** Record excerpts follows **
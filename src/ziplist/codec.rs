//! Encoding and decoding of a single entry: `[prev_len][type_len][content]`.
//!
//! Nothing in here knows where an entry sits in the list. Callers hand in the whole buffer and an
//! offset; bounds are checked against the `total_bytes` counter stored in the buffer header.

use std::fmt;

use bytes::Bytes;
use strum_macros::Display;

use super::buffer::{read_u32, write_u32, HEADER_SIZE};
use super::error::ZipListError;

/// First byte of a 5 byte previous-length field. Values below it fit in a single byte.
pub const BIG_PREV_LEN: u8 = 0xFE;

const STR_MASK: u8 = 0xC0;
const STR_06B: u8 = 0x00;
const STR_14B: u8 = 0x40;
const STR_32B: u8 = 0x80;
const INT_16B: u8 = 0xC0;
const INT_32B: u8 = 0xD0;
const INT_64B: u8 = 0xE0;
const INT_24B: u8 = 0xF0;
const INT_8B: u8 = 0xFE;
const INT_IMM_MIN: u8 = 0xF1;
const INT_IMM_MAX: u8 = 0xFD;

const STR_06B_MAX_LEN: usize = 0x3F;
const STR_14B_MAX_LEN: usize = 0x3FFF;

/// Longest string an entry can hold.
pub const MAX_STRING_LEN: usize = u32::MAX as usize;

const INT24_MIN: i64 = -(1 << 23);
const INT24_MAX: i64 = (1 << 23) - 1;

/// `i64::MIN` has 20 characters, nothing longer can parse.
const MAX_INTEGER_CHARS: usize = 20;

/// How an entry's content is laid out after its previous-length field.
#[derive(Debug, Clone, Copy, PartialEq, Eq, Display)]
pub enum Encoding {
    /// String up to 63 bytes, length in the low 6 bits of the type byte.
    StrShort,
    /// String up to 16383 bytes, length in 14 bits over two bytes.
    StrMid,
    /// String up to `u32::MAX` bytes, length in the 4 bytes after the type byte.
    StrLong,
    Int8,
    Int16,
    Int24,
    Int32,
    Int64,
    /// 0 through 12, kept in the type byte itself.
    Immediate(u8),
}

impl Encoding {
    /// Smallest integer encoding able to hold `value`. Immediates win over `Int8`.
    pub fn for_integer(value: i64) -> Self {
        match value {
            0..=12 => Self::Immediate(value as u8),
            v if i8::try_from(v).is_ok() => Self::Int8,
            v if i16::try_from(v).is_ok() => Self::Int16,
            INT24_MIN..=INT24_MAX => Self::Int24,
            v if i32::try_from(v).is_ok() => Self::Int32,
            _ => Self::Int64,
        }
    }

    pub fn for_string_len(len: usize) -> Self {
        if len <= STR_06B_MAX_LEN {
            Self::StrShort
        } else if len <= STR_14B_MAX_LEN {
            Self::StrMid
        } else {
            Self::StrLong
        }
    }

    pub fn is_string(self) -> bool {
        matches!(self, Self::StrShort | Self::StrMid | Self::StrLong)
    }

    /// Width of the type/length field.
    pub fn type_len_width(self) -> usize {
        match self {
            Self::StrMid => 2,
            Self::StrLong => 5,
            _ => 1,
        }
    }

    /// Width of the content. For strings that is the string length itself.
    pub fn content_width(self, string_len: usize) -> usize {
        match self {
            Self::StrShort | Self::StrMid | Self::StrLong => string_len,
            Self::Int8 => 1,
            Self::Int16 => 2,
            Self::Int24 => 3,
            Self::Int32 => 4,
            Self::Int64 => 8,
            Self::Immediate(_) => 0,
        }
    }
}

/// The decoded content of an entry, borrowed from the buffer when it is a string.
#[derive(Debug, Clone, Copy, PartialEq, Eq)]
pub enum Value<'a> {
    Str(&'a [u8]),
    Int(i64),
}

impl Value<'_> {
    /// Raw bytes for strings, base 10 for integers.
    pub fn to_bytes(&self) -> Bytes {
        match self {
            Value::Str(s) => Bytes::copy_from_slice(s),
            Value::Int(v) => Bytes::from(v.to_string()),
        }
    }

    /// Whether this value is what `content` would be stored as.
    pub fn matches(&self, content: &[u8]) -> bool {
        match self {
            Value::Str(s) => *s == content,
            Value::Int(v) => parse_integer(content) == Some(*v),
        }
    }

    pub fn to_owned_value(&self) -> OwnedValue {
        match self {
            Value::Str(s) => OwnedValue::Str(Bytes::copy_from_slice(s)),
            Value::Int(v) => OwnedValue::Int(*v),
        }
    }
}

impl fmt::Display for Value<'_> {
    fn fmt(&self, f: &mut fmt::Formatter<'_>) -> fmt::Result {
        match self {
            Value::Str(s) => write!(f, "{}", String::from_utf8_lossy(s)),
            Value::Int(v) => write!(f, "{}", v),
        }
    }
}

/// A value detached from the buffer it was read from, e.g. after the entry was removed.
#[derive(Debug, Clone, PartialEq, Eq)]
pub enum OwnedValue {
    Str(Bytes),
    Int(i64),
}

impl OwnedValue {
    pub fn as_value(&self) -> Value<'_> {
        match self {
            OwnedValue::Str(s) => Value::Str(s),
            OwnedValue::Int(v) => Value::Int(*v),
        }
    }
}

impl From<OwnedValue> for Bytes {
    fn from(value: OwnedValue) -> Self {
        match value {
            OwnedValue::Str(s) => s,
            OwnedValue::Int(v) => Bytes::from(v.to_string()),
        }
    }
}

/// Parses `content` as a canonical base 10 `i64`: an optional `-`, no leading zeros (except for
/// `0` itself), no `+`, no whitespace.
pub fn parse_integer(content: &[u8]) -> Option<i64> {
    if content.is_empty() || content.len() > MAX_INTEGER_CHARS {
        return None;
    }
    if content == b"0" {
        return Some(0);
    }

    let (negative, digits) = match content.split_first() {
        Some((b'-', rest)) => (true, rest),
        _ => (false, content),
    };

    match digits.first() {
        Some(b'1'..=b'9') => {}
        _ => return None,
    }

    let mut magnitude: u64 = 0;
    for &digit in digits {
        if !digit.is_ascii_digit() {
            return None;
        }
        magnitude = magnitude
            .checked_mul(10)?
            .checked_add(u64::from(digit - b'0'))?;
    }

    if negative {
        if magnitude == i64::MIN.unsigned_abs() {
            Some(i64::MIN)
        } else {
            i64::try_from(magnitude).ok().map(|v| -v)
        }
    } else {
        i64::try_from(magnitude).ok()
    }
}

/// Picks the encoding for `content`, trying the integer encodings first and falling back to a
/// string. The returned value is what will actually be written.
pub fn classify(content: &[u8]) -> (Encoding, Value<'_>) {
    match parse_integer(content) {
        Some(v) => (Encoding::for_integer(v), Value::Int(v)),
        None => (Encoding::for_string_len(content.len()), Value::Str(content)),
    }
}

pub fn choose_encoding(content: &[u8]) -> Encoding {
    classify(content).0
}

/// Bytes needed to store `prev_len` in a previous-length field.
pub fn prev_len_width(prev_len: usize) -> usize {
    if prev_len < BIG_PREV_LEN as usize {
        1
    } else {
        5
    }
}

/// Returns `(type_len field width, prev_len width + type_len width)` for an entry following an
/// entry of `prev_len` bytes.
///
/// The content length never changes either width: integer widths follow from the encoding, and
/// string encodings are already chosen by length. The previous-length field is the part that
/// varies per position, so that is what the total depends on.
pub fn header_width(encoding: Encoding, prev_len: usize) -> (usize, usize) {
    let type_len = encoding.type_len_width();
    (type_len, prev_len_width(prev_len) + type_len)
}

/// Total bytes an entry occupies.
pub fn entry_len(encoding: Encoding, prev_len: usize, value: Value<'_>) -> usize {
    let string_len = match value {
        Value::Str(s) => s.len(),
        Value::Int(_) => 0,
    };
    header_width(encoding, prev_len).1 + encoding.content_width(string_len)
}

/// Writes `prev_len` in the narrowest form. Returns the width written.
pub fn write_prev_len(buf: &mut [u8], offset: usize, prev_len: usize) -> usize {
    if prev_len_width(prev_len) == 1 {
        buf[offset] = prev_len as u8;
        1
    } else {
        write_prev_len_wide(buf, offset, prev_len)
    }
}

/// Writes `prev_len` in the 5 byte form, even when it would fit in one.
pub fn write_prev_len_wide(buf: &mut [u8], offset: usize, prev_len: usize) -> usize {
    buf[offset] = BIG_PREV_LEN;
    write_u32(buf, offset + 1, prev_len as u32);
    5
}

/// Reads the previous-length field at `offset`, returning `(width, value)`.
pub fn read_prev_len(buf: &[u8], offset: usize) -> Result<(usize, usize), ZipListError> {
    let limit = entries_end(buf, offset)?;
    match buf[offset] {
        b if b < BIG_PREV_LEN => Ok((1, b as usize)),
        BIG_PREV_LEN if offset + 5 <= limit => Ok((5, read_u32(buf, offset + 1) as usize)),
        BIG_PREV_LEN => Err(ZipListError::MalformedEntry {
            offset,
            reason: "previous-length field extends past end of buffer",
        }),
        _ => Err(ZipListError::MalformedEntry {
            offset,
            reason: "terminator found where an entry was expected",
        }),
    }
}

/// Writes a complete entry at `offset`. The buffer must already have room for it.
pub fn encode_entry(
    buf: &mut [u8],
    offset: usize,
    prev_len: usize,
    encoding: Encoding,
    value: Value<'_>,
) -> Result<usize, ZipListError> {
    let consistent = match value {
        Value::Str(s) => s.len() <= MAX_STRING_LEN && Encoding::for_string_len(s.len()) == encoding,
        Value::Int(v) => Encoding::for_integer(v) == encoding,
    };
    let string_len = match value {
        Value::Str(s) => s.len(),
        Value::Int(_) => 0,
    };
    let len = entry_len(encoding, prev_len, value);
    if !consistent || offset + len > buf.len() {
        return Err(ZipListError::EncodingOverflow { len: string_len });
    }

    let mut at = offset + write_prev_len(buf, offset, prev_len);

    match encoding {
        Encoding::StrShort => buf[at] = STR_06B | string_len as u8,
        Encoding::StrMid => {
            buf[at] = STR_14B | ((string_len >> 8) as u8 & 0x3F);
            buf[at + 1] = string_len as u8;
        }
        Encoding::StrLong => {
            buf[at] = STR_32B;
            write_u32(buf, at + 1, string_len as u32);
        }
        Encoding::Int8 => buf[at] = INT_8B,
        Encoding::Int16 => buf[at] = INT_16B,
        Encoding::Int24 => buf[at] = INT_24B,
        Encoding::Int32 => buf[at] = INT_32B,
        Encoding::Int64 => buf[at] = INT_64B,
        Encoding::Immediate(v) => buf[at] = INT_IMM_MIN + v,
    }
    at += encoding.type_len_width();

    match value {
        Value::Str(s) => buf[at..at + s.len()].copy_from_slice(s),
        Value::Int(v) => write_int(&mut buf[at..at + encoding.content_width(0)], encoding, v),
    }

    Ok(len)
}

fn write_int(dst: &mut [u8], encoding: Encoding, v: i64) {
    match encoding {
        Encoding::Int8 => dst.copy_from_slice(&(v as i8).to_be_bytes()),
        Encoding::Int16 => dst.copy_from_slice(&(v as i16).to_be_bytes()),
        Encoding::Int24 => dst.copy_from_slice(&(v as i32).to_be_bytes()[1..]),
        Encoding::Int32 => dst.copy_from_slice(&(v as i32).to_be_bytes()),
        Encoding::Int64 => dst.copy_from_slice(&v.to_be_bytes()),
        _ => {}
    }
}

fn read_int(content: &[u8], encoding: Encoding) -> i64 {
    match encoding {
        Encoding::Int8 => i64::from(content[0] as i8),
        Encoding::Int16 => i64::from(i16::from_be_bytes([content[0], content[1]])),
        // Shifting back down from the top of an i32 sign-extends the 24 bit value.
        Encoding::Int24 => i64::from(i32::from_be_bytes([content[0], content[1], content[2], 0]) >> 8),
        Encoding::Int32 => i64::from(i32::from_be_bytes([
            content[0], content[1], content[2], content[3],
        ])),
        Encoding::Int64 => {
            let mut raw = [0; 8];
            raw.copy_from_slice(&content[..8]);
            i64::from_be_bytes(raw)
        }
        Encoding::Immediate(v) => i64::from(v),
        Encoding::StrShort | Encoding::StrMid | Encoding::StrLong => 0,
    }
}

/// Offset-based description of one entry. Holds no reference into the buffer, so it stays valid
/// to keep around only as long as the buffer is not mutated.
#[derive(Debug, Clone, Copy, PartialEq, Eq)]
pub struct EntryView {
    pub offset: usize,
    pub prev_len_width: usize,
    pub prev_len: usize,
    pub type_len_width: usize,
    pub encoding: Encoding,
    pub content_len: usize,
}

impl EntryView {
    pub fn header_width(&self) -> usize {
        self.prev_len_width + self.type_len_width
    }

    pub fn content_offset(&self) -> usize {
        self.offset + self.header_width()
    }

    pub fn total_len(&self) -> usize {
        self.header_width() + self.content_len
    }

    /// Offset of the byte right after this entry.
    pub fn end(&self) -> usize {
        self.offset + self.total_len()
    }

    /// Reads the content. `buf` must be the buffer this view was decoded from.
    pub(crate) fn value<'a>(&self, buf: &'a [u8]) -> Value<'a> {
        let content = &buf[self.content_offset()..self.end()];
        if self.encoding.is_string() {
            Value::Str(content)
        } else {
            Value::Int(read_int(content, self.encoding))
        }
    }
}

/// Decodes the entry starting at `offset`.
pub fn decode_entry(buf: &[u8], offset: usize) -> Result<EntryView, ZipListError> {
    let limit = entries_end(buf, offset)?;
    let (prev_len_width, prev_len) = read_prev_len(buf, offset)?;

    let at = offset + prev_len_width;
    if at >= limit {
        return Err(ZipListError::MalformedEntry {
            offset,
            reason: "missing type/length field",
        });
    }

    let malformed = |reason| ZipListError::MalformedEntry { offset, reason };
    let tag = buf[at];
    let (encoding, content_len) = match tag & STR_MASK {
        STR_06B => (Encoding::StrShort, (tag & 0x3F) as usize),
        STR_14B => {
            if at + 2 > limit {
                return Err(malformed("string length extends past end of buffer"));
            }
            let len = (((tag & 0x3F) as usize) << 8) | buf[at + 1] as usize;
            (Encoding::StrMid, len)
        }
        STR_32B if tag == STR_32B => {
            if at + 5 > limit {
                return Err(malformed("string length extends past end of buffer"));
            }
            (Encoding::StrLong, read_u32(buf, at + 1) as usize)
        }
        _ => {
            let encoding = match tag {
                INT_8B => Encoding::Int8,
                INT_16B => Encoding::Int16,
                INT_24B => Encoding::Int24,
                INT_32B => Encoding::Int32,
                INT_64B => Encoding::Int64,
                INT_IMM_MIN..=INT_IMM_MAX => Encoding::Immediate(tag - INT_IMM_MIN),
                _ => return Err(malformed("unknown type/length pattern")),
            };
            (encoding, encoding.content_width(0))
        }
    };

    let view = EntryView {
        offset,
        prev_len_width,
        prev_len,
        type_len_width: encoding.type_len_width(),
        encoding,
        content_len,
    };

    if view.end() > limit {
        return Err(malformed("entry extends past end of buffer"));
    }

    Ok(view)
}

/// Position of the terminator according to the header, after checking that `offset` lies in the
/// entry region before it.
fn entries_end(buf: &[u8], offset: usize) -> Result<usize, ZipListError> {
    if buf.len() <= HEADER_SIZE {
        return Err(ZipListError::MalformedEntry {
            offset,
            reason: "buffer shorter than its header",
        });
    }
    let declared = read_u32(buf, 0) as usize;
    let limit = declared.min(buf.len()).saturating_sub(1);
    if offset < HEADER_SIZE || offset >= limit {
        return Err(ZipListError::MalformedEntry {
            offset,
            reason: "offset outside the entry region",
        });
    }
    Ok(limit)
}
** End of Record excerpts **
* _Work required_: Filter the data, keeping only the lines that contain "impl".

* _Response for this exercise_:
impl Encoding {
impl Value<'_> {
impl fmt::Display for Value<'_> {
impl OwnedValue {
impl From<OwnedValue> for Bytes {
impl EntryView {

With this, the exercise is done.